The bidirectional degron approach enhances the TEV protease induced protein instability (TIPI) system. (A) Schematic illustration of the bidirectional degrons. The degrons consist of an unstructured domain (orange) with cODC sequences (8 or 14 amino acids containing the cysteine-alanine (CA) motif), the TEV protease recognition site (ENLYFQ-F) and an N-degron fused to the affinity domain SF3b155^381-424 (blue). The affinity domain binds to the human protein p14, which was fused to the TEV protease. Usage of these affinity domains enhances cleavage of the degradation tags. (B) Regulation of target protein abundance by the TEV protease induced protein instability (TIPI) system using the bidirectional degron fused to the C-terminus of the target. Details can be found in the text. (C) Sequence of the GFP-TDegF tag with cODC insertions. Amino acids derived from yeast enhanced GFP [64] are shown in black - cODC1 (red) or cODC2 (blue) - spacer sequence (orange) - TEV protease recognition site (green).

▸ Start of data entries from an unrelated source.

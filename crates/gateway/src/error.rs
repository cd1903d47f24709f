//! Gateway error type.

#[derive(Debug, thiserror::Error)]
pub enum GatewayError {
    /// The HTTP/transport call itself failed.
    #[error("Transport error: {0}")]
    Transport(String),

    /// The upstream answered with a non-success status.
    #[error("Upstream rejected ({code}): {message}")]
    Upstream { code: i32, message: String },

    /// A payload could not be parsed.
    #[error("Parse error: {0}")]
    Parse(String),

    /// An image upload failed.
    #[error("Upload failed: {0}")]
    Upload(String),
}

impl From<reqwest::Error> for GatewayError {
    fn from(err: reqwest::Error) -> Self {
        GatewayError::Transport(err.to_string())
    }
}

impl From<GatewayError> for atelier_core::CoreError {
    fn from(err: GatewayError) -> Self {
        use atelier_core::CoreError;
        match err {
            GatewayError::Upload(msg) => CoreError::UploadFailed(msg),
            GatewayError::Upstream { code, message } => {
                CoreError::UpstreamRejected(format!("{message} (code {code})"))
            }
            GatewayError::Transport(msg) | GatewayError::Parse(msg) => CoreError::Internal(msg),
        }
    }
}
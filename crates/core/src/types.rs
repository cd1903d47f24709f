//! Shared id types and generators.
//!
//! Task ids are sortable time-prefixed strings (epoch milliseconds followed
//! by a zero-padded per-process counter), so a lexicographic sort is a
//! chronological sort. Nonces follow the upstream snowflake layout: the
//! milliseconds since the platform epoch shifted left 22 bits, OR-ed with a
//! random low word. The upstream echoes the nonce back on the acknowledging
//! message, making it the primary correlation key.

use std::sync::atomic::{AtomicU64, Ordering};

use chrono::Utc;
use rand::Rng;

/// Task identifier. Time-prefixed, unique within a process.
pub type TaskId = String;

/// Upstream channel identifier (also the account identifier).
pub type ChannelId = String;

/// UTC timestamp used across all entities.
pub type Timestamp = chrono::DateTime<Utc>;

/// Milliseconds offset of the chat platform's snowflake epoch from Unix.
const PLATFORM_EPOCH_MS: i64 = 1_420_070_400_000;

/// Width of the per-process counter suffix on task ids.
const TASK_ID_SUFFIX: u64 = 10_000;

static TASK_COUNTER: AtomicU64 = AtomicU64::new(0);

/// Generate the next task id: `<epoch millis><4-digit counter>`.
///
/// Two ids generated in the same millisecond differ in the counter suffix;
/// ids remain sortable by submission time.
pub fn next_task_id() -> TaskId {
    let millis = Utc::now().timestamp_millis();
    let seq = TASK_COUNTER.fetch_add(1, Ordering::Relaxed) % TASK_ID_SUFFIX;
    format!("{millis}{seq:04}")
}

/// Generate a snowflake-shaped nonce for an upstream command.
pub fn next_nonce() -> String {
    let millis = Utc::now().timestamp_millis() - PLATFORM_EPOCH_MS;
    let low: u64 = rand::rng().random_range(0..(1 << 22));
    (((millis as u64) << 22) | low).to_string()
}
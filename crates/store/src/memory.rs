//! In-memory store.
//!
//! Reference implementation backing the engine's tests and small
//! single-process deployments. Every collection lives under its own
//! `RwLock` so task churn does not contend with account reads.

use std::collections::HashMap;

use async_trait::async_trait;
use tokio::sync::RwLock;

use atelier_core::account::Account;
use atelier_core::banned::KeywordSet;
use atelier_core::task::Task;

use crate::repos::{AccountRepository, DictionaryRepository, TaskQuery, TaskRepository};
use crate::StoreResult;

/// All-in-one in-memory store.
#[derive(Default)]
pub struct MemoryStore {
    tasks: RwLock<HashMap<String, Task>>,
    accounts: RwLock<HashMap<String, Account>>,
    domains: RwLock<HashMap<String, KeywordSet>>,
    banned: RwLock<HashMap<String, KeywordSet>>,
}

impl MemoryStore {
    pub fn new() -> Self {
        Self::default()
    }
}

#[async_trait]
impl TaskRepository for MemoryStore {
    async fn get(&self, id: &str) -> StoreResult<Option<Task>> {
        Ok(self.tasks.read().await.get(id).cloned())
    }

    async fn save(&self, task: &Task) -> StoreResult<()> {
        let mut tasks = self.tasks.write().await;
        if let Some(existing) = tasks.get(&task.id) {
            if existing.is_terminal() {
                return Ok(());
            }
        }
        tasks.insert(task.id.clone(), task.clone());
        Ok(())
    }

    async fn delete(&self, id: &str) -> StoreResult<()> {
        self.tasks.write().await.remove(id);
        Ok(())
    }

    async fn list(&self, query: &TaskQuery) -> StoreResult<Vec<Task>> {
        let tasks = self.tasks.read().await;
        let mut matched: Vec<Task> = tasks.values().filter(|t| query.matches(t)).cloned().collect();
        matched.sort_by(|a, b| a.id.cmp(&b.id));
        if query.newest_first {
            matched.reverse();
        }
        if let Some(limit) = query.limit {
            matched.truncate(limit);
        }
        Ok(matched)
    }

    async fn count(&self, query: &TaskQuery) -> StoreResult<usize> {
        let tasks = self.tasks.read().await;
        Ok(tasks.values().filter(|t| query.matches(t)).count())
    }
}

#[async_trait]
impl AccountRepository for MemoryStore {
    async fn get(&self, channel_id: &str) -> StoreResult<Option<Account>> {
        Ok(self.accounts.read().await.get(channel_id).cloned())
    }

    async fn save(&self, account: &Account) -> StoreResult<()> {
        self.accounts
            .write()
            .await
            .insert(account.channel_id.clone(), account.clone());
        Ok(())
    }

    async fn delete(&self, channel_id: &str) -> StoreResult<()> {
        self.accounts.write().await.remove(channel_id);
        Ok(())
    }

    async fn list(&self) -> StoreResult<Vec<Account>> {
        let mut accounts: Vec<Account> = self.accounts.read().await.values().cloned().collect();
        accounts.sort_by(|a, b| a.sort.cmp(&b.sort).then_with(|| a.channel_id.cmp(&b.channel_id)));
        Ok(accounts)
    }
}

#[async_trait]
impl DictionaryRepository for MemoryStore {
    async fn list_domains(&self) -> StoreResult<Vec<KeywordSet>> {
        let mut sets: Vec<KeywordSet> = self.domains.read().await.values().cloned().collect();
        sets.sort_by(|a, b| a.id.cmp(&b.id));
        Ok(sets)
    }

    async fn save_domain(&self, set: &KeywordSet) -> StoreResult<()> {
        self.domains.write().await.insert(set.id.clone(), set.clone());
        Ok(())
    }

    async fn delete_domain(&self, id: &str) -> StoreResult<()> {
        self.domains.write().await.remove(id);
        Ok(())
    }

    async fn list_banned(&self) -> StoreResult<Vec<KeywordSet>> {
        let mut sets: Vec<KeywordSet> = self.banned.read().await.values().cloned().collect();
        sets.sort_by(|a, b| a.id.cmp(&b.id));
        Ok(sets)
    }

    async fn save_banned(&self, set: &KeywordSet) -> StoreResult<()> {
        self.banned.write().await.insert(set.id.clone(), set.clone());
        Ok(())
    }

    async fn delete_banned(&self, id: &str) -> StoreResult<()> {
        self.banned.write().await.remove(id);
        Ok(())
    }
}

// ---------------------------------------------------------------------------
// Tests
// ---------------------------------------------------------------------------
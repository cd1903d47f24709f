//! Stable error kinds shared by every layer of the orchestration core.
//!
//! The variants are deliberately coarse: they are the error *kinds* that
//! survive across backend families, not per-call diagnostics. Pre-dispatch
//! failures (validation, queue-full) are returned to the caller; post-dispatch
//! failures are recorded on the task instead of being thrown.

#[derive(Debug, thiserror::Error)]
pub enum CoreError {
    /// The prompt contains a banned keyword. Carries the offending substring
    /// exactly as it appears in the caller's prompt.
    #[error("Banned prompt: {0}")]
    BannedPrompt(String),

    #[error("Validation failed: {0}")]
    Validation(String),

    #[error("Not found: {0}")]
    NotFound(String),

    /// The per-mode queue on the selected instance is at capacity.
    #[error("Queue full: {0}")]
    QueueFull(String),

    #[error("Upload failed: {0}")]
    UploadFailed(String),

    /// The upstream acknowledged the command with a non-success code.
    #[error("Upstream rejected: {0}")]
    UpstreamRejected(String),

    #[error("Timeout: {0}")]
    Timeout(String),

    #[error("Storage error: {0}")]
    Storage(String),

    #[error("Internal error: {0}")]
    Internal(String),
}

impl CoreError {
    /// The submit-result code this error maps to when surfaced to a caller.
    pub fn submit_code(&self) -> crate::submit::SubmitCode {
        use crate::submit::SubmitCode;
        match self {
            CoreError::BannedPrompt(_) => SubmitCode::BannedPrompt,
            CoreError::Validation(_) => SubmitCode::ValidationError,
            CoreError::NotFound(_) => SubmitCode::NotFound,
            CoreError::QueueFull(_)
            | CoreError::UploadFailed(_)
            | CoreError::UpstreamRejected(_)
            | CoreError::Timeout(_)
            | CoreError::Storage(_)
            | CoreError::Internal(_) => SubmitCode::Failure,
        }
    }
}

#[cfg(test)]
mod tests {
    use super::*;
    use crate::submit::SubmitCode;

    #[test]
    fn banned_prompt_keeps_offending_substring() {
        let err = CoreError::BannedPrompt("Forbidden".to_string());
        assert_eq!(err.to_string(), "Banned prompt: Forbidden");
    }

    #[test]
    fn submit_code_mapping() {
        assert_eq!(
            CoreError::BannedPrompt("x".into()).submit_code(),
            SubmitCode::BannedPrompt
        );
        assert_eq!(
            CoreError::Validation("x".into()).submit_code(),
            SubmitCode::ValidationError
        );
        assert_eq!(
            CoreError::NotFound("x".into()).submit_code(),
            SubmitCode::NotFound
        );
        assert_eq!(
            CoreError::QueueFull("x".into()).submit_code(),
            SubmitCode::Failure
        );
        assert_eq!(
            CoreError::Timeout("x".into()).submit_code(),
            SubmitCode::Failure
        );
    }
}
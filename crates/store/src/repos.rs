//! Repository traits.
//!
//! Contracts:
//! - `save` is an upsert with last-writer-wins semantics for live tasks.
//!   A task already in a terminal status is never overwritten — the save is
//!   a silent no-op. This is what makes upstream event replay idempotent at
//!   the persistence boundary.
//! - Callers must not interleave updates to one task without holding its
//!   task-level lock (the engine's lock registry).
//! - Errors surface as [`StoreError`](crate::StoreError) and are retryable
//!   by the orchestrator only during submission, never after a nonce has
//!   been sent upstream.

use async_trait::async_trait;

use atelier_core::account::Account;
use atelier_core::banned::KeywordSet;
use atelier_core::task::{Task, TaskAction, TaskStatus};
use atelier_core::types::{ChannelId, TaskId};

use crate::StoreResult;

/// Predicate filter for task listing/counting.
#[derive(Debug, Clone, Default)]
pub struct TaskQuery {
    /// Keep tasks whose status is in this set; empty = any.
    pub statuses: Vec<TaskStatus>,
    /// Keep tasks whose action is in this set; empty = any.
    pub actions: Vec<TaskAction>,
    pub parent_id: Option<TaskId>,
    pub instance_id: Option<ChannelId>,
    /// Newest first when set; the natural order is oldest first.
    pub newest_first: bool,
    pub limit: Option<usize>,
}

impl TaskQuery {
    pub fn by_statuses(statuses: Vec<TaskStatus>) -> Self {
        Self {
            statuses,
            ..Default::default()
        }
    }

    pub fn on_instance(mut self, instance_id: impl Into<ChannelId>) -> Self {
        self.instance_id = Some(instance_id.into());
        self
    }

    /// Whether `task` satisfies every set predicate.
    pub fn matches(&self, task: &Task) -> bool {
        (self.statuses.is_empty() || self.statuses.contains(&task.status))
            && (self.actions.is_empty() || self.actions.contains(&task.action))
            && self
                .parent_id
                .as_ref()
                .is_none_or(|p| task.parent_id.as_ref() == Some(p))
            && self
                .instance_id
                .as_ref()
                .is_none_or(|i| task.instance_id.as_ref() == Some(i))
    }
}

#[async_trait]
pub trait TaskRepository: Send + Sync {
    async fn get(&self, id: &str) -> StoreResult<Option<Task>>;

    /// Upsert. No-op when the stored task is already terminal.
    async fn save(&self, task: &Task) -> StoreResult<()>;

    async fn delete(&self, id: &str) -> StoreResult<()>;

    /// Tasks matching `query`, ordered by submission (task ids are
    /// time-prefixed, so id order is chronological order).
    async fn list(&self, query: &TaskQuery) -> StoreResult<Vec<Task>>;

    async fn count(&self, query: &TaskQuery) -> StoreResult<usize>;
}

#[async_trait]
pub trait AccountRepository: Send + Sync {
    async fn get(&self, channel_id: &str) -> StoreResult<Option<Account>>;
    async fn save(&self, account: &Account) -> StoreResult<()>;
    async fn delete(&self, channel_id: &str) -> StoreResult<()>;
    async fn list(&self) -> StoreResult<Vec<Account>>;
}

#[async_trait]
pub trait DictionaryRepository: Send + Sync {
    async fn list_domains(&self) -> StoreResult<Vec<KeywordSet>>;
    async fn save_domain(&self, set: &KeywordSet) -> StoreResult<()>;
    async fn delete_domain(&self, id: &str) -> StoreResult<()>;

    async fn list_banned(&self) -> StoreResult<Vec<KeywordSet>>;
    async fn save_banned(&self, set: &KeywordSet) -> StoreResult<()>;
    async fn delete_banned(&self, id: &str) -> StoreResult<()>;
}
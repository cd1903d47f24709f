//! Store error type.

#[derive(Debug, thiserror::Error)]
pub enum StoreError {
    /// The backing adapter failed (I/O, serialization, connection).
    #[error("Storage backend error: {0}")]
    Backend(String),
}

impl From<StoreError> for atelier_core::CoreError {
    fn from(err: StoreError) -> Self {
        atelier_core::CoreError::Storage(err.to_string())
    }
}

The cysteine-alanine motif is marked by bold letters; the cysteine in the cODC1 construct, which was mutated to alanine to verify proteasomal degradation is underlined; the TEV protease cleavage site is indicated (|); sequences of the N-degron and SF3b155^381-424 can be found in Figure S3 (see Additional file 1) or [25]. (D) Control of single domain stability by internal tagging of a two domain target protein. The TIPI system offers modules with stabilizing or destabilizing sequences flanking the TEV protease recognition site. The target protein is tagged between two domains (D1, D2). Depending on the modules used for modification of the target, the domains are destabilized or remain stable after cleavage. Phenylalanine and cODC1 confer destabilization, whereas methionine and unmodified TDeg should not influence protein stability. All possible combinations are shown; features of the different constructs are summarized in Table 1.